The leaders, who all represented significant business constituencies, proposed to introduce the initiative to the Mayor, local government and business networks, he said in an interview yesterday.
UE was founded by South African businessman Graham Power in 2009 and has been adopted in various parts of the world. This year UE received invitations to launch the movement in the USA, India, Malaysia, Indonesia, Hong Kong, Singapore, Kenya and Nigeria.
Preaching at a public launch of the initiative at St Nicholas Anglican Church, Johnstone explained that UE required subscribers to sign a form in which they committed to following 10 ethical lifestyle pledges, to joining a global directory of signatories and to becoming accountable to a UE ombudsman.
He said that while the 10 pledges were based on the 10 Commandments and other biblical injunctions, they were not framed in religious language. The neutral language had made it possible to successfully present Unashamedly Ethical at many secular forums and in different cultures.
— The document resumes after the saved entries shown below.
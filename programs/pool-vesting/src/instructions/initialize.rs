use anchor_lang::prelude::*;
use anchor_spl::token::{Mint, Token, TokenAccount};

use crate::constants::{CONFIG_SEED, VAULT_SEED};
use crate::state::{Config, TransferCap};

pub fn initialize(ctx: Context<Initialize>) -> Result<()> {
    let config = &mut ctx.accounts.config;
    config.admin = ctx.accounts.admin.key();
    config.mint = ctx.accounts.mint.key();
    config.pool_count = 0;
    config.transfer_cap = TransferCap::default();
    config.total_allocated = 0;
    config.total_distributed = 0;
    config.total_forfeited = 0;
    config.bump = ctx.bumps.config;

    emit!(ConfigInitialized {
        admin: config.admin,
        mint: config.mint,
        vault: ctx.accounts.vault.key(),
    });

    Ok(())
}

#[derive(Accounts)]
pub struct Initialize<'info> {
    #[account(
        init,
        payer = admin,
        space = 8 + Config::SIZE,
        seeds = [CONFIG_SEED],
        bump
    )]
    pub config: Account<'info, Config>,

    #[account(
        init,
        payer = admin,
        token::mint = mint,
        token::authority = config,
        seeds = [VAULT_SEED, config.key().as_ref(), mint.key().as_ref()],
        bump
    )]
    pub vault: Account<'info, TokenAccount>,

    pub mint: Account<'info, Mint>,

    #[account(mut)]
    pub admin: Signer<'info>,

    pub token_program: Program<'info, Token>,
    pub system_program: Program<'info, System>,
    pub rent: Sysvar<'info, Rent>,
}

#[event]
pub struct ConfigInitialized {
    pub admin: Pubkey,
    pub mint: Pubkey,
    pub vault: Pubkey,
}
Recently the 10 pledges were published on the front page of a national newspaper in Malaysgia, a Muslim country.
Johnstone said UE encouraged signatories to do business with signatories on its global directory, thereby creating a demand for ethical services. The ombudsman served to hold signatories accountable to their pledges and the UE code of conduct. In accordance with a passage in 1 Corinthains 6 urging believers not to take disputes among themselves to secular courts, the ombudsman resolved disputes between signatories.
Referring to I Peter 1 and 2, Johnstone said that unbelievers closely watched the behaviour of Christians and that the clean and ethical lives of Christians prepared unbelievers to receive Jesus Christ. He said that the workplace was the major mission field of the world and that Christians at work were the “mission force” of the church.